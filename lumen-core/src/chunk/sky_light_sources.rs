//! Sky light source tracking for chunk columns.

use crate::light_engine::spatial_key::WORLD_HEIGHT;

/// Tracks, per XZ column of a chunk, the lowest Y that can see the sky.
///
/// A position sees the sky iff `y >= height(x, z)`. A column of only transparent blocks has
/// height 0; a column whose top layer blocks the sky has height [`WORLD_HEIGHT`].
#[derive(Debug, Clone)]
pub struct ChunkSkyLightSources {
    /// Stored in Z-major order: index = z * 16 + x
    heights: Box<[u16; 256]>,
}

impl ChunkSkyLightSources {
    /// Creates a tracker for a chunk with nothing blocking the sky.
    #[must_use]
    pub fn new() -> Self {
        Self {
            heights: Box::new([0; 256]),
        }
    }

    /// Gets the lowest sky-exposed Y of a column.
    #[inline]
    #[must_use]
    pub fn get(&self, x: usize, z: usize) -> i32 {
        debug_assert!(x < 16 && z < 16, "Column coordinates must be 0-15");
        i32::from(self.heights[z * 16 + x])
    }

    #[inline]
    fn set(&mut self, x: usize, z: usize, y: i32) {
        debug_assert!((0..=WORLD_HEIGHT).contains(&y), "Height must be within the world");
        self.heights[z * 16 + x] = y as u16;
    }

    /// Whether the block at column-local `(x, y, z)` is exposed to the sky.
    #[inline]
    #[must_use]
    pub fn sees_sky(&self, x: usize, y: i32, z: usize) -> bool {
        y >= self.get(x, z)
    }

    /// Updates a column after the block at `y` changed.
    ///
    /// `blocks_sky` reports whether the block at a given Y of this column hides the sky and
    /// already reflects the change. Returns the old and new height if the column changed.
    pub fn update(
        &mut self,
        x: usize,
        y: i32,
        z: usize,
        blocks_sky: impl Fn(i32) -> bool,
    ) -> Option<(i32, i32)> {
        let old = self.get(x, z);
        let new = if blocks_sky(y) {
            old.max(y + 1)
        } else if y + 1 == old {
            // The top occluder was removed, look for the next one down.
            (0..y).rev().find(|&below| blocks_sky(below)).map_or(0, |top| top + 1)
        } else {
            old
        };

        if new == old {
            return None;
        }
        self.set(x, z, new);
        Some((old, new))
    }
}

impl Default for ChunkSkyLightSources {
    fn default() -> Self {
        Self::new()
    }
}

⁂

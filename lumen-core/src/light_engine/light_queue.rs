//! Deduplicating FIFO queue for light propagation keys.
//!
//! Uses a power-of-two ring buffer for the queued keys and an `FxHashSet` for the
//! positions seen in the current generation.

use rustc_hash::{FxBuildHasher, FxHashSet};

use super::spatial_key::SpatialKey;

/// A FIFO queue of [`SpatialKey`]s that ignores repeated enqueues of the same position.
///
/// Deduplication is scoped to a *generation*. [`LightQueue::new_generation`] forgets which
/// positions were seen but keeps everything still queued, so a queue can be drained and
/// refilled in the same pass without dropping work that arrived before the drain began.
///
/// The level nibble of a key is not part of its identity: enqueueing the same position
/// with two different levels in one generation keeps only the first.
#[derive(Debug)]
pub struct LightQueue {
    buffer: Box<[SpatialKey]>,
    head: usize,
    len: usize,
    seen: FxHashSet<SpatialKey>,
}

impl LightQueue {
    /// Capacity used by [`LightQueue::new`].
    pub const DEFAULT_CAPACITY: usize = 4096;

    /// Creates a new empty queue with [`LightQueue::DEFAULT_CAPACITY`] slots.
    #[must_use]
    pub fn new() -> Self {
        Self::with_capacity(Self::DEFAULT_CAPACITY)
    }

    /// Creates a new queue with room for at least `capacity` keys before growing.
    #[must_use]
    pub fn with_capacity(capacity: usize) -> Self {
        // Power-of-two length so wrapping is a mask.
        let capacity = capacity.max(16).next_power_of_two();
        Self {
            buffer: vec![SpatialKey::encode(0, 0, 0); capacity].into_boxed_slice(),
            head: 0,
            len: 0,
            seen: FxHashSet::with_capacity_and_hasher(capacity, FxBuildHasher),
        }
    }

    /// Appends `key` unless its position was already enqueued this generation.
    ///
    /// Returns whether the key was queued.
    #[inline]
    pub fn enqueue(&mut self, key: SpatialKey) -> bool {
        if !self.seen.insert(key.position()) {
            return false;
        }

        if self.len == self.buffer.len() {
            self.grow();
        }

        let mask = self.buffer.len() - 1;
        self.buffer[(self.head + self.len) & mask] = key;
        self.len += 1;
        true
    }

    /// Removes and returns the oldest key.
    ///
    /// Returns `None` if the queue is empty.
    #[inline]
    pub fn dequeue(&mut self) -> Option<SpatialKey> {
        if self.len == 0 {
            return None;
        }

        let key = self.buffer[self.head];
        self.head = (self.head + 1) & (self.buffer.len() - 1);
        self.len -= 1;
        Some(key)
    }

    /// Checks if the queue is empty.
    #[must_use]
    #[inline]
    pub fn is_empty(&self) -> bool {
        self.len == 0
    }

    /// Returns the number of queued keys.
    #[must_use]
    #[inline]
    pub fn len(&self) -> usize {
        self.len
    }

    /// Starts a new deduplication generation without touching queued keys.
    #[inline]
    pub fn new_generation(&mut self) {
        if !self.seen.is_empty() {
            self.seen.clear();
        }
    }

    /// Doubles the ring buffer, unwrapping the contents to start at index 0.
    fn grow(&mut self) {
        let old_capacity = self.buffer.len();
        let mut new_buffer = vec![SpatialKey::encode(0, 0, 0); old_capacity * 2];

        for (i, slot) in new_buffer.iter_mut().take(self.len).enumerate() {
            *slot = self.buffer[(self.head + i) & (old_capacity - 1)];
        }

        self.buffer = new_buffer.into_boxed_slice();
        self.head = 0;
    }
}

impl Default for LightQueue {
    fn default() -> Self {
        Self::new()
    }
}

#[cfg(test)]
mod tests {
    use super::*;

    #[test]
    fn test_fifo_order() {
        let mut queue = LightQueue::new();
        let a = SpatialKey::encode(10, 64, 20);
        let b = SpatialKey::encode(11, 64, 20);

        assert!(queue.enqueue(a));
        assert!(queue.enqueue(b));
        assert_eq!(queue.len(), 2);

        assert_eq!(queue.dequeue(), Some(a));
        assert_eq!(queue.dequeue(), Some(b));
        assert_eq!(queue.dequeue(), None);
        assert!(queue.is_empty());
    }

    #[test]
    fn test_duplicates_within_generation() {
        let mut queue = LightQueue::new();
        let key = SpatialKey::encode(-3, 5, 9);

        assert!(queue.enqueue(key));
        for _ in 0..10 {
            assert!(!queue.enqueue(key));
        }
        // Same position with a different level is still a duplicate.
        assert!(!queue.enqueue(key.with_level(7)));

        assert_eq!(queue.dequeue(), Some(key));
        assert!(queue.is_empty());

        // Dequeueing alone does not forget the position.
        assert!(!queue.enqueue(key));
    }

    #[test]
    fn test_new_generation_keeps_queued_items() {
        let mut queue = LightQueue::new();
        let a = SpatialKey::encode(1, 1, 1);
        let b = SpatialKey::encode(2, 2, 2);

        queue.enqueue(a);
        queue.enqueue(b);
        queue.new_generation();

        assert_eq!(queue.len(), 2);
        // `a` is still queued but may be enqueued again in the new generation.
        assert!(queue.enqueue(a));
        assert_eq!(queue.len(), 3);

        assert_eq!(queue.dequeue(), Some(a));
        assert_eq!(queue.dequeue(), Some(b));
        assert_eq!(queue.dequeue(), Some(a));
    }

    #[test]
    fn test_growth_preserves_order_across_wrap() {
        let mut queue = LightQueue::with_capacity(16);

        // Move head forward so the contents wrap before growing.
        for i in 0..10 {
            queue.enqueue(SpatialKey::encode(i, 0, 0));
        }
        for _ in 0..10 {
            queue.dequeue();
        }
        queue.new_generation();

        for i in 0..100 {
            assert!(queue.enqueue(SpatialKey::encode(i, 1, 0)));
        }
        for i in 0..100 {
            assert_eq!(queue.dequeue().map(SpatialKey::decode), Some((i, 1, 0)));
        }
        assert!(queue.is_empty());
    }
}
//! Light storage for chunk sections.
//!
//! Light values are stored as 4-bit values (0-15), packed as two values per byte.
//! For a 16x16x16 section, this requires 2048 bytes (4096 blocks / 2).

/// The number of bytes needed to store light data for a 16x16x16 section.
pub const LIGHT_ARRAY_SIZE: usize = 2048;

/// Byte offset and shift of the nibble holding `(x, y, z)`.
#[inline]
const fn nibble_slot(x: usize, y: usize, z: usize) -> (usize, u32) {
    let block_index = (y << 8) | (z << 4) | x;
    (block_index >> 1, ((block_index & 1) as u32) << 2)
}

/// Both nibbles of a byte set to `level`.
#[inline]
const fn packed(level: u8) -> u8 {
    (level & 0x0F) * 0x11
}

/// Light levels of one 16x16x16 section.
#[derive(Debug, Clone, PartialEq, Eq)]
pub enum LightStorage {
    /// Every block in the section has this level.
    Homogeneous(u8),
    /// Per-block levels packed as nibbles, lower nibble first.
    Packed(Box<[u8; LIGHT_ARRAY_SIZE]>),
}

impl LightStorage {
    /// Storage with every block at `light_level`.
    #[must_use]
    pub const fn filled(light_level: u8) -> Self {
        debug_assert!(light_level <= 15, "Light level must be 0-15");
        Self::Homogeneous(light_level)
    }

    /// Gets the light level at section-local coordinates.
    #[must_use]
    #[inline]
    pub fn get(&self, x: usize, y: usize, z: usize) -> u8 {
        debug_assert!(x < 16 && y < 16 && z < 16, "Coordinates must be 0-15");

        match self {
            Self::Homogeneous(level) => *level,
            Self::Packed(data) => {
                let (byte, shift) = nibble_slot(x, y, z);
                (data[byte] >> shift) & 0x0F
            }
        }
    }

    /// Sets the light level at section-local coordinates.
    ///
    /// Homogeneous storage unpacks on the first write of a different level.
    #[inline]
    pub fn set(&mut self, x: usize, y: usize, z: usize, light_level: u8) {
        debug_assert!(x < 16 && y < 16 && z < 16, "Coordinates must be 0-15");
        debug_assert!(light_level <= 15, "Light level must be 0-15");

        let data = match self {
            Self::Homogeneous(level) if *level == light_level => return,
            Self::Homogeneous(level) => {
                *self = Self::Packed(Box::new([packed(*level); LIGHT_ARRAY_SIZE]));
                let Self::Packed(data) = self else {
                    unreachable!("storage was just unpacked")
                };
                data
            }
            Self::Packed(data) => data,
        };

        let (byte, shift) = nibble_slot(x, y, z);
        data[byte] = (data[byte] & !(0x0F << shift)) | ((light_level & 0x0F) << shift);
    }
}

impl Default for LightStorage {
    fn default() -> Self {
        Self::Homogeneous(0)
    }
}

⁂

▶ [DIRECTIONS FOR THIS TASK]: Show each line of the data that contains the string "Homogeneous".

▶ [TASK ANSWER]:
    Homogeneous(u8),
        Self::Homogeneous(light_level)
            Self::Homogeneous(level) => *level,
    /// Homogeneous storage unpacks on the first write of a different level.
            Self::Homogeneous(level) if *level == light_level => return,
            Self::Homogeneous(level) => {
        Self::Homogeneous(0)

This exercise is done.